This week I attended my first ITGC walkthrough. During a walkthrough our goal is to understand the company’s processes so that we can later advise on risk. We can take samples and use them as evidence or we can note that we watched a process. We want to walk away understanding the applications that have or could have a financial impact. So other applications that a company uses would not be audited if they are not material in this way because they are out of scope.
One aspect of the walk though is to document changes within the application. This portion would be documented under managing changes and would include source code changes, updates, security patches etc. These type of audits are done yearly because the prior year and current year will contain different information. We use the information from the prior year as a guide only because software applications can change and companies can change how they use software.
Another area we document is managing access. This will describe who has access to the application as well as the approval process for both access and termination of access. This section also covers access modifications, such as elevated privileges. It is in the company’s interest to be keep logs so that they can prove access isn’t modified without approval. We can’t depend on word alone so we challenge SOP’s and ask for evidence to prove that the applications do not have access issues. Internally, for example, the CFO could periodically go over user lists, on top of having a log and then provide us with evidence that this has been done.
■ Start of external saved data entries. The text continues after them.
//! Core data types shared by every pipeline stage.

mod bounds;
mod detection;
mod geometry;
mod point_cloud;

pub use bounds::RangeBounds;
pub use detection::{Detection, DetectionList};
pub use geometry::{Orientation, PlaneModel, Pose3D};
pub use point_cloud::{Axis, Point3D, PointCloud};
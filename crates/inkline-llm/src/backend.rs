use async_trait::async_trait;
use inkline_common::{CancellationScope, CompletionError};
use inkline_prompt::CompletionRequest;

/// A raw model completion before post-processing.
#[derive(Debug, Clone)]
pub struct CompletionResult {
    pub text: String,
    pub stop_reason: String,
}

impl CompletionResult {
    pub fn is_empty(&self) -> bool {
        self.text.is_empty()
    }
}

/// The single RPC this pipeline consumes: one prompt in, one completion
/// out. Implementations must honor mid-flight cancellation of `cancel`
/// by returning `CompletionError::Cancelled`.
#[async_trait]
pub trait CompletionBackend: Send + Sync + std::fmt::Debug {
    async fn complete(
        &self,
        req: &CompletionRequest,
        cancel: &CancellationScope,
    ) -> Result<CompletionResult, CompletionError>;

    fn name(&self) -> &str;
}
use std::collections::HashMap;
use std::sync::atomic::{AtomicU64, Ordering};
use std::sync::Arc;

use tokio::sync::{Mutex, RwLock};

use inkline_common::CancellationScope;
use inkline_editor::TextRange;
use inkline_tracker::SuggestionLifecycle;

use crate::reducer::Phase;

/// Mutable per-session state guarded by the slot mutex.
#[derive(Default)]
pub struct SlotState {
    pub phase: Phase,
    pub scope: Option<CancellationScope>,
    pub lifecycle: Option<SuggestionLifecycle>,
    pub request_id: Option<String>,
    /// Insertion text of the currently rendered suggestion, returned to
    /// the host on accept.
    pub applied_text: Option<String>,
    /// Buffer range the insertion text replaces on accept.
    pub applied_range: Option<TextRange>,
    pub rendered: bool,
}

impl SlotState {
    /// Drops the cycle's request bookkeeping, back to a blank slot.
    pub fn reset(&mut self) {
        self.phase = Phase::Idle;
        self.scope = None;
        self.lifecycle = None;
        self.request_id = None;
        self.applied_text = None;
        self.applied_range = None;
        self.rendered = false;
    }
}

/// One editor session's slot. The generation counter is bumped every time
/// a new cycle starts; spawned cycles re-check it before every slot write
/// so a superseded task can never clobber its successor's state.
pub struct SessionSlot {
    session_id: String,
    generation: AtomicU64,
    pub state: Mutex<SlotState>,
}

impl SessionSlot {
    fn new(session_id: String) -> Self {
        Self {
            session_id,
            generation: AtomicU64::new(0),
            state: Mutex::new(SlotState::default()),
        }
    }

    pub fn session_id(&self) -> &str {
        &self.session_id
    }

    pub fn generation(&self) -> u64 {
        self.generation.load(Ordering::SeqCst)
    }

    /// Marks any previously spawned cycle stale and returns the new
    /// generation.
    pub fn bump_generation(&self) -> u64 {
        self.generation.fetch_add(1, Ordering::SeqCst) + 1
    }
}

/// All live sessions, keyed by the host's session id.
#[derive(Default)]
pub struct SessionRegistry {
    sessions: RwLock<HashMap<String, Arc<SessionSlot>>>,
}

impl SessionRegistry {
    pub fn new() -> Self {
        Self::default()
    }

    /// Returns the slot for `session_id`, creating it on first use.
    pub async fn slot(&self, session_id: &str) -> Arc<SessionSlot> {
        {
            let sessions = self.sessions.read().await;
            if let Some(slot) = sessions.get(session_id) {
                return slot.clone();
            }
        }
        let mut sessions = self.sessions.write().await;
        sessions
            .entry(session_id.to_string())
            .or_insert_with(|| Arc::new(SessionSlot::new(session_id.to_string())))
            .clone()
    }

    pub async fn remove(&self, session_id: &str) -> Option<Arc<SessionSlot>> {
        self.sessions.write().await.remove(session_id)
    }
}
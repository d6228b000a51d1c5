use crate::anthropic::AnthropicBackend;
use crate::backend::CompletionBackend;
use crate::openai_compat::OpenAiCompatBackend;
use inkline_common::config::EndpointConfig;
use inkline_common::CompletionError;
use std::process::Command;
use std::sync::Arc;

/// Resolve the API key: `api_key_cmd` (shell command printing the key)
/// wins over a direct `api_key` value.
fn resolve_api_key(config: &EndpointConfig) -> Result<String, CompletionError> {
    if let Some(cmd) = &config.api_key_cmd {
        let output = Command::new("sh")
            .arg("-c")
            .arg(cmd)
            .output()
            .map_err(|e| {
                CompletionError::ProviderUnavailable(format!("failed to execute api_key_cmd: {e}"))
            })?;

        if !output.status.success() {
            return Err(CompletionError::ProviderUnavailable(format!(
                "api_key_cmd failed: {}",
                String::from_utf8_lossy(&output.stderr)
            )));
        }

        let key = String::from_utf8_lossy(&output.stdout).trim().to_string();
        if key.is_empty() {
            return Err(CompletionError::ProviderUnavailable(
                "api_key_cmd returned empty key".to_string(),
            ));
        }
        return Ok(key);
    }

    match &config.api_key {
        Some(key) if !key.is_empty() => Ok(key.clone()),
        _ => Err(CompletionError::ProviderUnavailable(
            "no api_key or api_key_cmd configured".to_string(),
        )),
    }
}

/// Create a backend from endpoint config.
pub fn create_backend(config: &EndpointConfig) -> Result<Arc<dyn CompletionBackend>, CompletionError> {
    let api_key = resolve_api_key(config)?;

    match config.backend_type.as_str() {
        "anthropic" => Ok(Arc::new(AnthropicBackend {
            api_key,
            model: config.model.clone(),
        })),
        "openai-compat" => {
            let base_url = config.base_url.clone().ok_or_else(|| {
                CompletionError::ProviderUnavailable("openai-compat requires base_url".to_string())
            })?;
            Ok(Arc::new(OpenAiCompatBackend {
                api_key,
                model: config.model.clone(),
                base_url,
            }))
        }
        other => Err(CompletionError::ProviderUnavailable(format!(
            "unknown backend type: {other}"
        ))),
    }
}

/// Seam for the coordinator: backends are created per cycle from the
/// freshly loaded config, so credential or model edits apply on the next
/// trigger.
pub trait BackendFactory: Send + Sync {
    fn create(&self, config: &EndpointConfig) -> Result<Arc<dyn CompletionBackend>, CompletionError>;
}

pub struct LlmBackendFactory;

impl BackendFactory for LlmBackendFactory {
    fn create(&self, config: &EndpointConfig) -> Result<Arc<dyn CompletionBackend>, CompletionError> {
        create_backend(config)
    }
}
Another component involves IT operations in which review how software/applications are being backed up. This would me that we not only review how and when the applications are backed-up but what software the company is using to do so. Other factors we note is the media used for the backup. If the applications are being remotely backed up or even if the process is manually done or automated. Then we document how the backup are being monitored and how. Are there reports or email alerts? Does the IT admin have access to the view the server or is the backup completed by a 3rd party vendor? This area, like the rest can get confusing because what is suitable a small sized company could put a larger company at risk. I began taking notes and then document my understanding of processes based on what was disclosed in the meeting.
I would give myself a 10 for this week and I could tell that I interest was high, as I wanted to ask many clarifying questions during the meeting, but I understood that I was tasked to solely take notes.